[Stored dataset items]
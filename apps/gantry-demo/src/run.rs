use std::net::SocketAddr;

use gantry_engine::RegistryEngine;
use tracing::{info, warn};

use crate::bootstrap::{self, ServerOwnership};
use crate::cli::Cli;
use crate::config::{self, DemoConfig};
use crate::console::{self, Prompt, StdinPrompt};
use crate::errors::DemoError;
use crate::launch;
use crate::mode::EngineMode;
use crate::seed;
use crate::template;

/// Runs one demo node end to end with the interactive console.
pub async fn run(cli: Cli) -> Result<(), DemoError> {
    run_with(cli, &StdinPrompt).await
}

/// Like [`run`], but with the console injected so callers can script it.
pub async fn run_with(cli: Cli, prompt: &dyn Prompt) -> Result<(), DemoError> {
    let config = DemoConfig::try_from(cli)?;
    info!(mode = %config.mode, registry_addr = %config.registry_addr, "starting demo node");

    let ownership = bootstrap::start_shared_registry(config.registry_addr).await?;
    // The bound address is authoritative: binding port 0 hands out an
    // ephemeral port the configured address does not know about.
    let registry_addr = match &ownership {
        ServerOwnership::Owner(handle) => handle.local_addr(),
        ServerOwnership::NotOwner => config.registry_addr,
    };

    // Whatever happens from here on, an owned registry must come down with
    // this node, so failures are collected rather than returned early.
    let result = drive(&config, registry_addr, prompt).await;
    bootstrap::release_registry(ownership).await;
    if result.is_ok() {
        info!("all done");
    }
    result
}

async fn drive(
    config: &DemoConfig,
    registry_addr: SocketAddr,
    prompt: &dyn Prompt,
) -> Result<(), DemoError> {
    // Seeding runs through a short-lived co-located engine that is torn down
    // before the mode-selected engine comes up.
    let seed_engine =
        RegistryEngine::build(config::engine_config(EngineMode::CoLocated, registry_addr)?)
            .await
            .map_err(DemoError::EngineConstruction)?;
    if seed::is_seeded(&seed_engine).await? {
        info!("workload definitions already deployed; skipping seeding");
    } else {
        let count = match config.definitions {
            Some(count) => count,
            None => console::prompt_count(
                prompt,
                "How many workload definitions should be deployed?",
            )?,
        };
        if let Some(template) = template::resolve(config.template_path.as_deref()) {
            seed::deploy_workloads(&seed_engine, &template, count).await;
        }
    }
    seed_engine.shutdown();

    info!(mode = %config.mode, resource = config.mode.config_resource(), "building the workload engine");
    let engine = RegistryEngine::build(config::engine_config(config.mode, registry_addr)?)
        .await
        .map_err(DemoError::EngineConstruction)?;

    let instances = match config.instances {
        Some(count) => count,
        None => console::prompt_count(prompt, "How many workload instances should be started?")?,
    };
    launch::launch_instances(&engine, instances).await?;

    if config.mode.is_distributed() {
        info!("distributed node idling so peers can exercise the shared registry; press Ctrl-C to finish");
        wait_for_stop_signal().await;
    }

    engine.shutdown();
    Ok(())
}

async fn wait_for_stop_signal() {
    if let Err(err) = tokio::signal::ctrl_c().await {
        warn!(error = %err, "could not listen for the stop signal; finishing now");
    }
}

* Work request
Look through the records and copy every line that has the word "drive".

* Solution to the exercise
    let result = drive(&config, registry_addr, prompt).await;
async fn drive(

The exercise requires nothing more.